Print the following entries without any change.

Start of RECORDS PROVIDED

//! Anti-air analysis of one comp: adjusted and fleet anti-air, shootdown
//! numbers per ship and the anti-air cut-in lottery.

pub mod cutin;
pub mod ship;

use serde::{Deserialize, Serialize};

use crate::combat::types::FleetType;
use crate::data::anti_air_cutin::AntiAirCutinDef;
use crate::data::cutin::AllocationRule;
use crate::entity::comp::Comp;
use crate::entity::ship::Ship;

pub use cutin::{anti_air_cutin_rates, available_anti_air_cutins, AntiAirCutinRate};
pub use ship::{
    adjusted_anti_air, combined_fleet_mod, fixed_shotdown_number, fleet_anti_air_bonus,
    minimum_bonus, proportional_shotdown, proportional_shotdown_rate,
};

#[derive(Debug, Clone, PartialEq, Serialize, Deserialize)]
pub struct ShipAntiAirAnalysis {
    pub fleet_type: FleetType,
    pub position: usize,
    pub ship_id: u16,
    pub adjusted_anti_air: Option<f64>,
    pub proportional_shotdown_rate: Option<f64>,
    pub fixed_shotdown_number: Option<i32>,
    pub minimum_bonus: i32,
    pub anti_air_cutins: Vec<u8>,
}

#[derive(Debug, Clone, PartialEq, Serialize, Deserialize)]
pub struct CompAntiAirAnalysis {
    pub fleet_anti_air: f64,
    /// Cut-in assumed active for the shootdown numbers.
    pub cutin: Option<u8>,
    pub cutin_rates: Vec<AntiAirCutinRate>,
    pub no_cutin_rate: f64,
    pub ships: Vec<ShipAntiAirAnalysis>,
}

impl CompAntiAirAnalysis {
    pub fn total_cutin_rate(&self) -> f64 {
        self.cutin_rates.iter().map(|entry| entry.rate).sum()
    }

    pub fn cutin_rate(&self, id: u8) -> Option<f64> {
        self.cutin_rates
            .iter()
            .find(|entry| entry.id == id)
            .map(|entry| entry.rate)
    }
}

/// `floor(formation_mod * sum(floor(ship bonus)))` over every ship in the comp.
pub fn fleet_anti_air(comp: &Comp) -> f64 {
    let sum: f64 = comp.ships().map(|(_, _, ship)| fleet_anti_air_bonus(ship)).sum();
    (comp.formation.fleet_anti_air_mod() * sum).floor()
}

/// Analyse `comp` with cut-in `cutin` (by id) assumed to have fired, or none.
/// `rule` is the lottery rule of the active cut-in tables.
pub fn analyze_anti_air(
    comp: &Comp,
    defs: &[AntiAirCutinDef],
    rule: AllocationRule,
    cutin: Option<u8>,
) -> CompAntiAirAnalysis {
    let fleet_aa = fleet_anti_air(comp);
    let side = comp.side();
    let active = cutin.and_then(|id| defs.iter().find(|def| def.id == id));
    let rate_mod = active.map_or(1.0, |def| def.rate_mod);
    let cutin_fixed = active.map_or(0, |def| def.fixed_air_defense);

    let ships = comp
        .ships()
        .map(|(fleet_type, position, ship)| {
            let combined_mod = combined_fleet_mod(comp.org_type, fleet_type);
            let adjusted = adjusted_anti_air(ship);
            ShipAntiAirAnalysis {
                fleet_type,
                position,
                ship_id: ship.ship_id(),
                adjusted_anti_air: adjusted,
                proportional_shotdown_rate: adjusted
                    .map(|value| proportional_shotdown_rate(value, combined_mod)),
                fixed_shotdown_number: adjusted.map(|value| {
                    fixed_shotdown_number(value, fleet_aa, side, combined_mod, rate_mod)
                }),
                minimum_bonus: minimum_bonus(side, cutin_fixed),
                anti_air_cutins: available_anti_air_cutins(ship, defs)
                    .iter()
                    .map(|def| def.id)
                    .collect(),
            }
        })
        .collect();

    let members: Vec<&Ship> = comp.ships().map(|(_, _, ship)| ship).collect();
    let (cutin_rates, no_cutin_rate) = anti_air_cutin_rates(members, defs, rule);

    tracing::debug!(
        fleet_anti_air = fleet_aa,
        cutins = cutin_rates.len(),
        no_cutin_rate,
        "anti-air analysed"
    );

    CompAntiAirAnalysis {
        fleet_anti_air: fleet_aa,
        cutin,
        cutin_rates,
        no_cutin_rate,
        ships,
    }
}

End of RECORDS PROVIDED

■ **OUTPUT OF THE EXERCISE**:
//! Anti-air analysis of one comp: adjusted and fleet anti-air, shootdown
//! numbers per ship and the anti-air cut-in lottery.

pub mod cutin;
pub mod ship;

use serde::{Deserialize, Serialize};

use crate::combat::types::FleetType;
use crate::data::anti_air_cutin::AntiAirCutinDef;
use crate::data::cutin::AllocationRule;
use crate::entity::comp::Comp;
use crate::entity::ship::Ship;

pub use cutin::{anti_air_cutin_rates, available_anti_air_cutins, AntiAirCutinRate};
pub use ship::{
    adjusted_anti_air, combined_fleet_mod, fixed_shotdown_number, fleet_anti_air_bonus,
    minimum_bonus, proportional_shotdown, proportional_shotdown_rate,
};

#[derive(Debug, Clone, PartialEq, Serialize, Deserialize)]
pub struct ShipAntiAirAnalysis {
    pub fleet_type: FleetType,
    pub position: usize,
    pub ship_id: u16,
    pub adjusted_anti_air: Option<f64>,
    pub proportional_shotdown_rate: Option<f64>,
    pub fixed_shotdown_number: Option<i32>,
    pub minimum_bonus: i32,
    pub anti_air_cutins: Vec<u8>,
}

#[derive(Debug, Clone, PartialEq, Serialize, Deserialize)]
pub struct CompAntiAirAnalysis {
    pub fleet_anti_air: f64,
    /// Cut-in assumed active for the shootdown numbers.
    pub cutin: Option<u8>,
    pub cutin_rates: Vec<AntiAirCutinRate>,
    pub no_cutin_rate: f64,
    pub ships: Vec<ShipAntiAirAnalysis>,
}

impl CompAntiAirAnalysis {
    pub fn total_cutin_rate(&self) -> f64 {
        self.cutin_rates.iter().map(|entry| entry.rate).sum()
    }

    pub fn cutin_rate(&self, id: u8) -> Option<f64> {
        self.cutin_rates
            .iter()
            .find(|entry| entry.id == id)
            .map(|entry| entry.rate)
    }
}

/// `floor(formation_mod * sum(floor(ship bonus)))` over every ship in the comp.
pub fn fleet_anti_air(comp: &Comp) -> f64 {
    let sum: f64 = comp.ships().map(|(_, _, ship)| fleet_anti_air_bonus(ship)).sum();
    (comp.formation.fleet_anti_air_mod() * sum).floor()
}

/// Analyse `comp` with cut-in `cutin` (by id) assumed to have fired, or none.
/// `rule` is the lottery rule of the active cut-in tables.
pub fn analyze_anti_air(
    comp: &Comp,
    defs: &[AntiAirCutinDef],
    rule: AllocationRule,
    cutin: Option<u8>,
) -> CompAntiAirAnalysis {
    let fleet_aa = fleet_anti_air(comp);
    let side = comp.side();
    let active = cutin.and_then(|id| defs.iter().find(|def| def.id == id));
    let rate_mod = active.map_or(1.0, |def| def.rate_mod);
    let cutin_fixed = active.map_or(0, |def| def.fixed_air_defense);

    let ships = comp
        .ships()
        .map(|(fleet_type, position, ship)| {
            let combined_mod = combined_fleet_mod(comp.org_type, fleet_type);
            let adjusted = adjusted_anti_air(ship);
            ShipAntiAirAnalysis {
                fleet_type,
                position,
                ship_id: ship.ship_id(),
                adjusted_anti_air: adjusted,
                proportional_shotdown_rate: adjusted
                    .map(|value| proportional_shotdown_rate(value, combined_mod)),
                fixed_shotdown_number: adjusted.map(|value| {
                    fixed_shotdown_number(value, fleet_aa, side, combined_mod, rate_mod)
                }),
                minimum_bonus: minimum_bonus(side, cutin_fixed),
                anti_air_cutins: available_anti_air_cutins(ship, defs)
                    .iter()
                    .map(|def| def.id)
                    .collect(),
            }
        })
        .collect();

    let members: Vec<&Ship> = comp.ships().map(|(_, _, ship)| ship).collect();
    let (cutin_rates, no_cutin_rate) = anti_air_cutin_rates(members, defs, rule);

    tracing::debug!(
        fleet_anti_air = fleet_aa,
        cutins = cutin_rates.len(),
        no_cutin_rate,
        "anti-air analysed"
    );

    CompAntiAirAnalysis {
        fleet_anti_air: fleet_aa,
        cutin,
        cutin_rates,
        no_cutin_rate,
        ships,
    }
}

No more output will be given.